The railroad first built a depot in this location in 1873. The 1918 Cloquet Fire started on October 12, 1918, with a background of a hot, dry summer, followed by a fall with little rain. The fire started on a windy day when a spark, possibly thrown from a passing train, ignited nearby brush. Much of the area, from Sturgeon Lake to Moose Lake, Cloquet, and close to Duluth, was devastated by the fire. It killed 453 people, and 52,000 homes were destroyed. The American Red Cross housed the homeless in "fire shacks". The residents of Moose Lake decided to rebuild the community.

Passenger train service to the Moose Lake station ended on May 16, 1959, when trains 64 and 65 were discontinued between Duluth and Thief River Falls. However, mixed train service between Glenwood and Superior through Moose Lake continued until at least 1962.

The Soo Line tracks are now gone, replaced by a recreational trail, the Soo Line Trail.

==Moose Lake Depot and Fires of 1918 Museum==

House built with materials provided by the Red Cross after the fire, now part of the museum

The depot now serves as the Depot and Fires of 1918 Museum. A main focus of the museum is the Cloquet-Moose Lake Fire of October 12, 1918. This was the largest natural disaster in Minnesota’s history and one of the deadliest wildfires in United States history.
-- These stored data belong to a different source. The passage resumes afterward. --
//! Elapsed-time-gated progress reporting for long origin loops.
//!
//! Reports go to `tracing` at `trace` level and, when `verbose` is set, to an
//! `indicatif` progress bar on stderr. Reporting never affects results.
use indicatif::{ProgressBar, ProgressStyle};
use std::time::{Duration, Instant};

pub struct LoopProgress {
    bar: Option<ProgressBar>,
    interval: Duration,
    last_report: Instant,
    label: &'static str,
}

impl LoopProgress {
    /// `len == 0` means the number of steps is unknown and draws a spinner.
    pub fn new(len: usize, label: &'static str, verbose: bool, interval: Duration) -> Self {
        let bar = verbose.then(|| {
            if len == 0 {
                let pb = ProgressBar::new_spinner();
                pb.set_message(label);
                return pb;
            }
            let pb = ProgressBar::new(len as u64);
            let style = ProgressStyle::with_template(
                "{msg} [{bar:40}] {pos}/{len} [{elapsed_precise} < {eta_precise}]",
            )
            .unwrap_or_else(|_| ProgressStyle::default_bar())
            .progress_chars("=> ");
            pb.set_style(style);
            pb.set_message(label);
            pb
        });
        LoopProgress { bar, interval, last_report: Instant::now(), label }
    }

    /// Record one finished step. `time` is the physical time of the step
    /// (origin time, first frame of a chunk) used in the message.
    pub fn step(&mut self, index: usize, time: f64) {
        if let Some(pb) = &self.bar {
            pb.inc(1);
            pb.tick();
        }
        let now = Instant::now();
        if now.duration_since(self.last_report) < self.interval {
            return;
        }
        let per_step = now.duration_since(self.last_report);
        self.last_report = now;
        let elapsed_ms = per_step.as_secs_f64() * 1e3;
        tracing::trace!(step = index, time, elapsed_ms, "{}", self.label);
        if let Some(pb) = &self.bar {
            pb.set_message(format!("{} @ {time:.3}", self.label));
        }
    }

    pub fn finish(self) {
        if let Some(pb) = self.bar {
            pb.finish_and_clear();
        }
    }
}

#[cfg(test)]
mod tests {
    use super::*;

    #[test]
    fn silent_progress_accepts_steps_without_a_bar() {
        let mut progress = LoopProgress::new(3, "origins", false, Duration::ZERO);
        for i in 0..3 {
            progress.step(i, i as f64);
        }
        assert!(progress.bar.is_none());
        progress.finish();
    }
}
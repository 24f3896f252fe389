//! plotting::style — explicit plot-styling state.
//!
//! Purpose
//! -------
//! Hold everything a figure needs to look consistent: the theme, the colour
//! cycle, the figure size in inches, the output folder and the minor-grid
//! colour. A [`PlotStyle`] value is passed to every plotting call; there is
//! no process-wide current style.
//!
//! Key behaviors
//! -------------
//! - [`StyleName`] resolves `"gruvbox"` / `"seaborn"`; any other name is a
//!   [`PlotError::UnknownStyle`].
//! - [`PlotStyle::new`] applies the theme defaults: gruvbox pairs the dark
//!   background with the high-contrast palette and a `#32302f` minor grid,
//!   seaborn pairs a white figure with the `deep` palette and a `#f4f4f8`
//!   minor grid. Both start at 17.5 × 13 inches saving into `figures/`.
//! - [`PlotStyle::dpi`] is `max(4096 / w, 2160 / h)` so saved figures cover
//!   at least a 4K frame in one dimension.
//!
//! Conventions
//! -----------
//! - Colours are [`Rgb`] values serialized as `#rrggbb` strings.
//! - Saved files land at `<output_folder>/<filename>.<ext>`.
use crate::plotting::errors::{PlotError, PlotResult};
use plotters::style::RGBColor;
use serde::{Deserialize, Serialize};
use std::{
    fmt,
    path::{Path, PathBuf},
};

/// Folder used for saved figures unless changed.
pub const DEFAULT_OUTPUT_FOLDER: &str = "figures";

/// Figure size in inches used by both themes.
pub const DEFAULT_FIGURE_SIZE: (f64, f64) = (17.5, 13.0);

const HIGH_CONTRAST: [&str; 23] = [
    "#3572C6", "#83a83b", "#c44e52", "#a89984", "#8172b2", "#b57614", "#8ec07c", "#ff711a",
    "#d3869b", "#6C7A89", "#77BEDB", "#4168B7", "#27ae60", "#e74c3c", "#ff914d", "#bc89e0",
    "#3498db", "#fabd2f", "#fb4934", "#b16286", "#83a598", "#fe8019", "#b8bb26",
];

const DEEP: [&str; 10] = [
    "#4C72B0", "#DD8452", "#55A868", "#C44E52", "#8172B3", "#937860", "#DA8BC3", "#8C8C8C",
    "#CCB974", "#64B5CD",
];

// ---- Colours ----

/// 8-bit RGB colour.
#[derive(Debug, Clone, Copy, PartialEq, Eq, Hash, Serialize, Deserialize)]
#[serde(try_from = "String", into = "String")]
pub struct Rgb(pub u8, pub u8, pub u8);
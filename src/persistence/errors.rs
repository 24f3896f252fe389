//! persistence::errors — error type for the shelf store.

#[cfg(feature = "python-bindings")]
use pyo3::{PyErr, exceptions::PyValueError};

pub type ShelfResult<T> = Result<T, ShelfError>;

#[derive(Debug, Clone, PartialEq)]
pub enum ShelfError {
    /// Reading, writing or renaming the backing file failed.
    Io { path: String, message: String },

    /// The backing file exists but is not a JSON object.
    Corrupt { path: String, message: String },

    /// A value could not be encoded as JSON.
    Encode { key: String, message: String },

    /// A stored value does not decode into the requested type.
    Decode { key: String, message: String },

    /// No entry under `key`.
    MissingKey { path: String, key: String },
}

impl std::error::Error for ShelfError {}

impl std::fmt::Display for ShelfError {
    fn fmt(&self, f: &mut std::fmt::Formatter<'_>) -> std::fmt::Result {
        match self {
            ShelfError::Io { path, message } => write!(f, "I/O error on shelf {path}: {message}"),
            ShelfError::Corrupt { path, message } => {
                write!(f, "Shelf {path} is not a valid store: {message}")
            }
            ShelfError::Encode { key, message } => {
                write!(f, "Cannot encode value for key {key:?}: {message}")
            }
            ShelfError::Decode { key, message } => {
                write!(f, "Cannot decode value for key {key:?}: {message}")
            }
            ShelfError::MissingKey { path, key } => {
                write!(f, "Key {key:?} not found in shelf {path}")
            }
        }
    }
}

#[cfg(feature = "python-bindings")]
impl From<ShelfError> for PyErr {
    fn from(err: ShelfError) -> PyErr {
        PyValueError::new_err(err.to_string())
    }
}
//! plotting::errors — error type for styling and figure rendering.
//!
//! Conventions
//! -----------
//! - Backend failures from `plotters` are flattened to text so the enum
//!   stays `Clone + PartialEq`; the generic `From<DrawingAreaErrorKind<_>>`
//!   impl lets `?` work inside backend-generic drawing code.
//! - Thermo lookups go through [`AnalysisError`] and are wrapped unchanged.

use crate::analysis::errors::AnalysisError;
use plotters::drawing::DrawingAreaErrorKind;

#[cfg(feature = "python-bindings")]
use pyo3::{PyErr, exceptions::PyValueError};

pub type PlotResult<T> = Result<T, PlotError>;

#[derive(Debug, Clone, PartialEq)]
pub enum PlotError {
    // ---- Style configuration ----
    /// Style name other than `"gruvbox"` or `"seaborn"`.
    UnknownStyle { name: String },

    /// Palette name that is not built in.
    UnknownPalette { name: String },

    /// Output format other than `"svg"` or `"png"`.
    UnknownFormat { name: String },

    /// Colour string that is not `#rrggbb`.
    InvalidColor { color: String },

    /// Figure width or height non-positive or non-finite.
    InvalidFigureSize { width: f64, height: f64 },

    // ---- Data ----
    /// A requested series key is not in the input.
    MissingSeries { key: String },

    /// `x` and `y` of a series differ in length.
    SeriesLengthMismatch { key: String, x_len: usize, y_len: usize },

    /// Nothing to draw (no series, no panels or an empty image).
    EmptyFigure,

    /// Axis limits with `min >= max` or non-finite bounds.
    InvalidLimits { min: f64, max: f64 },

    /// Cell spacing of an image that is non-positive or non-finite.
    InvalidSpacing { d_time: f64, d_dist: f64 },

    /// Colour-scale floor that is NaN or infinite.
    InvalidColorFloor { vmin: f64 },

    Analysis(AnalysisError),

    // ---- Output ----
    /// The drawing backend reported a failure.
    Render { message: String },

    Io { path: String, message: String },
}

impl std::error::Error for PlotError {
    fn source(&self) -> Option<&(dyn std::error::Error + 'static)> {
        match self {
            PlotError::Analysis(err) => Some(err),
            _ => None,
        }
    }
}

impl std::fmt::Display for PlotError {
    fn fmt(&self, f: &mut std::fmt::Formatter<'_>) -> std::fmt::Result {
        match self {
            // ---- Style configuration ----
            PlotError::UnknownStyle { name } => {
                write!(f, "Unknown plot style {name:?}; expected \"gruvbox\" or \"seaborn\"")
            }
            PlotError::UnknownPalette { name } => write!(f, "Unknown palette {name:?}"),
            PlotError::UnknownFormat { name } => {
                write!(f, "Unknown image format {name:?}; expected \"svg\" or \"png\"")
            }
            PlotError::InvalidColor { color } => {
                write!(f, "Colour must be written as #rrggbb; got: {color:?}")
            }
            PlotError::InvalidFigureSize { width, height } => {
                write!(f, "Figure size must be finite and > 0; got: ({width}, {height})")
            }
            // ---- Data ----
            PlotError::MissingSeries { key } => write!(f, "No series named {key:?}"),
            PlotError::SeriesLengthMismatch { key, x_len, y_len } => {
                write!(f, "Series {key:?} has {x_len} x values but {y_len} y values")
            }
            PlotError::EmptyFigure => write!(f, "Nothing to plot"),
            PlotError::InvalidLimits { min, max } => {
                write!(f, "Axis limits need finite bounds with min < max; got: ({min}, {max})")
            }
            PlotError::InvalidSpacing { d_time, d_dist } => {
                write!(f, "Cell spacing must be finite and > 0; got: ({d_time}, {d_dist})")
            }
            PlotError::InvalidColorFloor { vmin } => {
                write!(f, "Colour-scale floor must be finite; got: {vmin}")
            }
            PlotError::Analysis(err) => write!(f, "{err}"),
            // ---- Output ----
            PlotError::Render { message } => write!(f, "Rendering failed: {message}"),
            PlotError::Io { path, message } => write!(f, "Cannot write {path}: {message}"),
        }
    }
}

impl From<AnalysisError> for PlotError {
    fn from(err: AnalysisError) -> Self {
        PlotError::Analysis(err)
    }
}

impl<E> From<DrawingAreaErrorKind<E>> for PlotError
where
    E: std::error::Error + Send + Sync,
{
    fn from(err: DrawingAreaErrorKind<E>) -> Self {
        PlotError::Render { message: err.to_string() }
    }
}

#[cfg(feature = "python-bindings")]
impl From<PlotError> for PyErr {
    fn from(err: PlotError) -> PyErr {
        PyValueError::new_err(err.to_string())
    }
}
//! analysis — MD observables built on the correlation kernel.
//!
//! Purpose
//! -------
//! Provide the user-facing analysis routines: mean-squared displacement,
//! stress autocorrelation, orientational correlation, time-resolved density
//! histograms, thermo table handling and small time-series helpers.
//!
//! Key behaviors
//! -------------
//! - [`msd`], [`stress_acf`] and [`orientational_correlation`] prepare a
//!   [`TimeSeries`](crate::correlation::TimeSeries) and delegate to
//!   [`correlate`](crate::correlation::correlate) with the matching
//!   contribution.
//! - [`density_hist`] consumes trajectory chunks and returns one normalized
//!   histogram row per chunk.
//! - [`extract_numbers`], [`normalize`] and [`ThermoData::window`] cover
//!   thermo output; [`read_xvg`] reads GROMACS two-column files.
//! - [`extract_diffusion`] collects `gmx msd` coefficients per temperature
//!   and [`diffusion_from_xvg`] fits them from an MSD curve.
//! - The `*_from_files` variants route loading through a
//!   [`TrajectoryLoader`](crate::trajectory::TrajectoryLoader).
//!
//! Invariants & assumptions
//! ------------------------
//! - Every routine returns [`AnalysisResult`]; kernel and trajectory errors
//!   are wrapped, not flattened, so callers can match on them.
//!
//! Testing notes
//! -------------
//! - Each submodule carries unit tests on small synthetic systems with
//!   closed-form answers (ballistic MSD, uniform rotation, linear
//!   integrands, LAMMPS log excerpts).

pub mod diffusion;
pub mod errors;
pub mod histogram;
pub mod msd;
pub mod orientation;
pub mod stress;
pub mod thermo;
pub mod timeseries;
pub mod xvg;

// ---- Re-exports (primary public surface) ----------------------------------

pub use self::diffusion::{
    diffusion_from_msd, diffusion_from_xvg, extract_diffusion, msd_log_path, read_diffusion_log,
    read_diffusion_log_file,
};
pub use self::errors::{AnalysisError, AnalysisResult};
pub use self::histogram::{
    DensityHistogram, HistogramOptions, density_hist, density_hist_from_files, histogram,
};
pub use self::msd::{msd, msd_from_files};
pub use self::orientation::orientational_correlation;
pub use self::stress::stress_acf;
pub use self::thermo::{ThermoData, extract_numbers, extract_numbers_from_file, normalize};
pub use self::timeseries::{cumulative_average, integrate_series, time_axis, time_axis_like};
pub use self::xvg::{read_xvg, read_xvg_file};

// ---- Optional convenience prelude for downstream crates -------------------

pub mod prelude {
    pub use super::errors::{AnalysisError, AnalysisResult};
    pub use super::histogram::{DensityHistogram, HistogramOptions, density_hist};
    pub use super::msd::msd;
    pub use super::stress::stress_acf;
    pub use super::thermo::{ThermoData, extract_numbers, normalize};
}
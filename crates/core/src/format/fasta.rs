use super::{Format, SeqRecord, SequenceReader, Source, trim_newline};
use crate::error::{Error, Result};
use std::io::{Read, Seek};

/// FASTA reader. A record is a `>` header line followed by sequence lines up
/// to the next header.
pub struct FastaReader<R> {
    source: Source<R>,
}

impl<R: Read + Seek> FastaReader<R> {
    pub fn new(inner: R) -> Result<Self> {
        Ok(Self {
            source: Source::new(inner)?,
        })
    }
}

impl<R: Read + Seek> SequenceReader for FastaReader<R> {
    fn format(&self) -> Format {
        Format::Fasta
    }

    fn read(&mut self) -> Result<Option<SeqRecord>> {
        let mut raw = Vec::new();
        if self.read_raw(&mut raw)? == 0 {
            return Ok(None);
        }
        let mut lines = raw
            .split(|b| *b == b'\n')
            .map(trim_newline)
            .filter(|l| !l.is_empty());
        let id = lines
            .next()
            .and_then(|h| h.strip_prefix(b">"))
            .unwrap_or_default()
            .to_vec();
        let seq = lines.flatten().copied().collect();
        Ok(Some(SeqRecord { id, seq, qual: None }))
    }

    fn read_raw(&mut self, buf: &mut Vec<u8>) -> Result<usize> {
        let start = self.source.offset();
        let mut n = self.source.skip_blank(buf)?;
        let header_at = buf.len();
        let read = self.source.read_line(buf)?;
        if read == 0 {
            // Only blank lines were left.
            buf.truncate(buf.len() - n);
            return Ok(0);
        }
        n += read;
        if buf[header_at] != b'>' {
            return Err(Error::InvalidRecord {
                offset: start,
                reason: "expected '>' header".into(),
            });
        }
        let mut seq_bytes = 0;
        while let Some(b) = self.source.peek()? {
            if b == b'>' {
                break;
            }
            let line_at = buf.len();
            n += self.source.read_line(buf)?;
            seq_bytes += trim_newline(&buf[line_at..]).len();
        }
        if seq_bytes == 0 {
            return Err(Error::InvalidRecord {
                offset: start,
                reason: "empty sequence".into(),
            });
        }
        Ok(n)
    }

    fn seek_chunk(&mut self, from: u64, chunk_size: u64) -> Result<u64> {
        self.source
            .seek_boundary(from, chunk_size, |b| b == b'>', |_, _| Ok(true))
    }
}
Exhibits in the museum tell the story of the fire—how it started, spread, and affected people. Artifacts include photographs and interviews with survivors. Some displays reconstruct living conditions for those who sheltered in the depot or rebuilt their lives afterwards.

The museum also has temporary exhibits that change throughout the year. The exhibitions cover the history of railroads in the Moose Lake area and their connection to local development. Other permanent displays show aspects of early 20th-century life, including a 1920s kitchen and a chapel. Clothing and artifacts from local churches and residents are also presented. The Historical Society, which runs the museum, rotates exhibitions to show different aspects of local history. Operated by the Moose Lake Area Historical Society, The property includes a history center and a small retail boutique. The museum runs seasonally.